** DATASET RECORDS follows **
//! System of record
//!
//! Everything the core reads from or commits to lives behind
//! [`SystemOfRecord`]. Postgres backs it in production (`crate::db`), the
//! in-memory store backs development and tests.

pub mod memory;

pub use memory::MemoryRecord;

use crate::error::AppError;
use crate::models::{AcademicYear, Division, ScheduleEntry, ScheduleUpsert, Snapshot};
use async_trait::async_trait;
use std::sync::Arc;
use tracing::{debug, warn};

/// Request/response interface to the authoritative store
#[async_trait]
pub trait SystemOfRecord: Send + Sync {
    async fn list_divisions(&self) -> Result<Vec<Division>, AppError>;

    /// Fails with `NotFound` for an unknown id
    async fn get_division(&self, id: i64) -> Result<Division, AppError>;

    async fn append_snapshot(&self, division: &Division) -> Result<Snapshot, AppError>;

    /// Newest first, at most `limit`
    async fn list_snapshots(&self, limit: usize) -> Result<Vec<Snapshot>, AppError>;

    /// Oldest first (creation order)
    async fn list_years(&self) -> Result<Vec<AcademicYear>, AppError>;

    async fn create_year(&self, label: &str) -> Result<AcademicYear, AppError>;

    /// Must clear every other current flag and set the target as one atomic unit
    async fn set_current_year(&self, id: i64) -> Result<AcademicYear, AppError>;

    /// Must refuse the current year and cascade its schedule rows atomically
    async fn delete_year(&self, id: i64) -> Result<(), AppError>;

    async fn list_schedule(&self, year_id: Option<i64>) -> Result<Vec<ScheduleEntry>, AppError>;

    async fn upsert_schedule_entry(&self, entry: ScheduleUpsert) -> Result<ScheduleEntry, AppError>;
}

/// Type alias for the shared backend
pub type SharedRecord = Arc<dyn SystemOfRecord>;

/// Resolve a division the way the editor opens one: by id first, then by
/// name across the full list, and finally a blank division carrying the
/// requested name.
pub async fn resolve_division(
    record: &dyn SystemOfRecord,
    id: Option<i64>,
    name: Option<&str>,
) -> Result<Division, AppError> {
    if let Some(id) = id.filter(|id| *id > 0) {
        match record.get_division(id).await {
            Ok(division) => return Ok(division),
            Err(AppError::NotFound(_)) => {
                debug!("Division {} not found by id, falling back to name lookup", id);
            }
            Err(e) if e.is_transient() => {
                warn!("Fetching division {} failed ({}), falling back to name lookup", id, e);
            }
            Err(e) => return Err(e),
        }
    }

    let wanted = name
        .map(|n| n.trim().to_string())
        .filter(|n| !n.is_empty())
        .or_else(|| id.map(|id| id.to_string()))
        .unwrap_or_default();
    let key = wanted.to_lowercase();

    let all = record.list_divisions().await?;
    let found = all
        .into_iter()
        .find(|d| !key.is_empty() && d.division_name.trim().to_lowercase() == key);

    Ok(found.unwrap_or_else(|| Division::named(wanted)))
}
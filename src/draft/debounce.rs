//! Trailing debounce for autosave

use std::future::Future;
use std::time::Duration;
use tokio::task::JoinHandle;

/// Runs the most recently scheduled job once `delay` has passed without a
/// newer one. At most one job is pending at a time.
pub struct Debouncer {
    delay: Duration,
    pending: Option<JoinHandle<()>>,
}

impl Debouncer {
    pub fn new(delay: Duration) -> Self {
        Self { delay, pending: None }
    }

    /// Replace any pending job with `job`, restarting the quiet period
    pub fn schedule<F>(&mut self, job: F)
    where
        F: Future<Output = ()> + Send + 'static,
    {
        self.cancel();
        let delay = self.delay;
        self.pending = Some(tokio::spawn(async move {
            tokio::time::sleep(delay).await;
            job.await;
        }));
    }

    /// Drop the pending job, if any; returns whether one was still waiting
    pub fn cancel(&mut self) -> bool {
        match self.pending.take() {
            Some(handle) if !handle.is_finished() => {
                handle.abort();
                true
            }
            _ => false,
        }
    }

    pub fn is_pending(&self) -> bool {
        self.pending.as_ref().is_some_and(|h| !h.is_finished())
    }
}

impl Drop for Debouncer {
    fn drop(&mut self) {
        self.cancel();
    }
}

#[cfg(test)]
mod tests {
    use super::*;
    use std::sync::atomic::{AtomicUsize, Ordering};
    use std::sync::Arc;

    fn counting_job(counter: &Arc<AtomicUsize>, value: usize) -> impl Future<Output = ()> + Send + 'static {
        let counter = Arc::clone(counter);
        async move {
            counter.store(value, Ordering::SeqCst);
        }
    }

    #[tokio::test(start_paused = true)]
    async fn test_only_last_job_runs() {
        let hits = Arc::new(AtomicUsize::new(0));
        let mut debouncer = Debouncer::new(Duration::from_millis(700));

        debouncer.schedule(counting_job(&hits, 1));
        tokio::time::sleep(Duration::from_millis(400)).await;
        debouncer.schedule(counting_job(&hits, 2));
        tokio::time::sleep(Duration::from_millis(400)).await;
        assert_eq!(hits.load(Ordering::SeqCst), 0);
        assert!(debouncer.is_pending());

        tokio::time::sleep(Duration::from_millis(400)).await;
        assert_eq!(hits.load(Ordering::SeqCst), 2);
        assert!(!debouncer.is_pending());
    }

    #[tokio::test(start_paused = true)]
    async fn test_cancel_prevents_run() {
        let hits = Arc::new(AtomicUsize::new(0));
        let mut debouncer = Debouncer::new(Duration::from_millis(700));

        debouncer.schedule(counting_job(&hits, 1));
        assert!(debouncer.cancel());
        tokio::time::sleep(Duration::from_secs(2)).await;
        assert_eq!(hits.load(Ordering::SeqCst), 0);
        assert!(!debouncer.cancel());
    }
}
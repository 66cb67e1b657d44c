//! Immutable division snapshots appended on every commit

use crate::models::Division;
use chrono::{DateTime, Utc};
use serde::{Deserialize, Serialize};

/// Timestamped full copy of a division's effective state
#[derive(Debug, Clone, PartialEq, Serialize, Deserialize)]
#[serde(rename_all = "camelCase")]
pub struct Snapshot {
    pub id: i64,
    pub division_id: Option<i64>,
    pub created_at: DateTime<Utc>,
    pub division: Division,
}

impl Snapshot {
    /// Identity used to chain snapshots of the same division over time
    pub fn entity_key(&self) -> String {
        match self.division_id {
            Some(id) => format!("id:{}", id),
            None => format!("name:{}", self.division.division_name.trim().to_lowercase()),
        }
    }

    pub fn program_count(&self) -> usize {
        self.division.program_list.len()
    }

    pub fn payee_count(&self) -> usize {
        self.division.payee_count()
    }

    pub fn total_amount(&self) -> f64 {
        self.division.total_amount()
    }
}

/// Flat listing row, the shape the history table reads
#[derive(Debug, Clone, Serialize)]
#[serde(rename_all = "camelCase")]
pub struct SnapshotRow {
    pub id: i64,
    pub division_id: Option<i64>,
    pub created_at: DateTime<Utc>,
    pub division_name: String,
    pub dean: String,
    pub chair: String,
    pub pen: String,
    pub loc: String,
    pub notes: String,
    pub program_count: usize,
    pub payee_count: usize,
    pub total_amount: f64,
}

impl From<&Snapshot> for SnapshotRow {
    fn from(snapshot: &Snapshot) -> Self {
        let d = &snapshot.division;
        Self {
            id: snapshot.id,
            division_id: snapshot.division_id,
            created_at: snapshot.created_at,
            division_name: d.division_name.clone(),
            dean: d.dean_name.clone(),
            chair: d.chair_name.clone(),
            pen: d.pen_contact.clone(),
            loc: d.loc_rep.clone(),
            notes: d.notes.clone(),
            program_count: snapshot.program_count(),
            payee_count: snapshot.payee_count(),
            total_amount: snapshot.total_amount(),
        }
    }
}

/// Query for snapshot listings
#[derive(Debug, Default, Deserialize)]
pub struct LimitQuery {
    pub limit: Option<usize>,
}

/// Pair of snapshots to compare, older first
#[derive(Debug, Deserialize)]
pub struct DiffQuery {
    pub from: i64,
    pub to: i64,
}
** End of DATASET RECORDS **
WHAT YOU NEED TO DO: Across the data, find each line that has "Option" in it and copy that line.

REPLY TO THE EXERCISE:
    async fn list_schedule(&self, year_id: Option<i64>) -> Result<Vec<ScheduleEntry>, AppError>;
    id: Option<i64>,
    name: Option<&str>,
    pending: Option<JoinHandle<()>>,
    pub division_id: Option<i64>,
    pub division_id: Option<i64>,
    pub limit: Option<usize>,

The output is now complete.